What is required: Look through the lines below; wherever the word "during" appears, copy that line.

Information provided:
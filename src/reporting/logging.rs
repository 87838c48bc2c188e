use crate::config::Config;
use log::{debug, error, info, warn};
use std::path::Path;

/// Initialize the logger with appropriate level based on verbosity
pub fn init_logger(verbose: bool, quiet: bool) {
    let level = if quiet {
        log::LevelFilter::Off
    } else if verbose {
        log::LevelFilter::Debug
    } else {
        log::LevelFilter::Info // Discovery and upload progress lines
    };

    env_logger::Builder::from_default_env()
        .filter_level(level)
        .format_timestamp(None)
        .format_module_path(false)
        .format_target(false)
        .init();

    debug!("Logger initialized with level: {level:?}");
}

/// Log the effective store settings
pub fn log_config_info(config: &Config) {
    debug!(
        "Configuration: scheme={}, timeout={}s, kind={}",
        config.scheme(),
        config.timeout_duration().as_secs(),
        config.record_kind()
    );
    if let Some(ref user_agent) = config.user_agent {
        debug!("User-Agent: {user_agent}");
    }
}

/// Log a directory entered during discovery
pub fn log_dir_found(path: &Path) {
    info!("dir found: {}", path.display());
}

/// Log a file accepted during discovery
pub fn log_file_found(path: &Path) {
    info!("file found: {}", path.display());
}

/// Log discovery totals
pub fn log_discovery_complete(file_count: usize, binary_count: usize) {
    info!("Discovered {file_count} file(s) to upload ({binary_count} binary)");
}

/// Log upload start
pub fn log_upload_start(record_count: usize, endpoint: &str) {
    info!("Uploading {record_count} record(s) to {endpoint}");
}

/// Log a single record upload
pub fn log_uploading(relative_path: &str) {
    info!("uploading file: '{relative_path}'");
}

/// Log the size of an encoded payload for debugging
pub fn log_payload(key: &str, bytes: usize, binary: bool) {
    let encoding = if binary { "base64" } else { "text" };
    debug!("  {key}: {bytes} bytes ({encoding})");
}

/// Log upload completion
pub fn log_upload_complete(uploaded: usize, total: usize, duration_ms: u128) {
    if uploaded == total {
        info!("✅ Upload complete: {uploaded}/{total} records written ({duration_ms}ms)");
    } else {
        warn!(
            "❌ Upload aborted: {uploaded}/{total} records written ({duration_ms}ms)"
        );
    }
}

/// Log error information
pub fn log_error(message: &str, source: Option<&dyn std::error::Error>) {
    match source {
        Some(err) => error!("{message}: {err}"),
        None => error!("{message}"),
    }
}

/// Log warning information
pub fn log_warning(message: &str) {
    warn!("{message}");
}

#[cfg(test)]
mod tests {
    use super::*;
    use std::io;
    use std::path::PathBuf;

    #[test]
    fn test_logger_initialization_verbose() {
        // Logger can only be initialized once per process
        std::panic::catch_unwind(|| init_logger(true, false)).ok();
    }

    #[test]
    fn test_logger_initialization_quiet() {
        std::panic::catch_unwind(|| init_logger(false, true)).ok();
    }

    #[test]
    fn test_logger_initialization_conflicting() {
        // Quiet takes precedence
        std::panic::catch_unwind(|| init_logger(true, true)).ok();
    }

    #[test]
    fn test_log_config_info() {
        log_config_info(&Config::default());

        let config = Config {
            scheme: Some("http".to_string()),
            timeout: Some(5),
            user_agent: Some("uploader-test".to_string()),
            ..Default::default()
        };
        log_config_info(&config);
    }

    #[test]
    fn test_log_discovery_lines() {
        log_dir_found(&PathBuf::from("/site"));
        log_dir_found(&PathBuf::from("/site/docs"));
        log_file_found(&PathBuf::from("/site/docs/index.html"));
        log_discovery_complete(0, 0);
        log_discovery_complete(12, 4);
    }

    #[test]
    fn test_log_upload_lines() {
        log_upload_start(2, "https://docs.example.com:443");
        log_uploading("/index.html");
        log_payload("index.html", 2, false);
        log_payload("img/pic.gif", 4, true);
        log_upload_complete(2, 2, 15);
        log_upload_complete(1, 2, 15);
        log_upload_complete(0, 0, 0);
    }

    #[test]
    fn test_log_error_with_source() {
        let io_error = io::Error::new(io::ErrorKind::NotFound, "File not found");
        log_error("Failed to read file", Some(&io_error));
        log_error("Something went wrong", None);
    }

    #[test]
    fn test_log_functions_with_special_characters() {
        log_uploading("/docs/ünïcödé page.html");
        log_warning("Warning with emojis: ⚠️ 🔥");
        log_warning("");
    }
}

---

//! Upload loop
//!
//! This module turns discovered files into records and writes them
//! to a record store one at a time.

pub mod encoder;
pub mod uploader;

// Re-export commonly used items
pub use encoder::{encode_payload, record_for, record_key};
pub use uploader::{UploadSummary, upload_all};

Reply to the exercise:
/// Log a directory entered during discovery
/// Log a file accepted during discovery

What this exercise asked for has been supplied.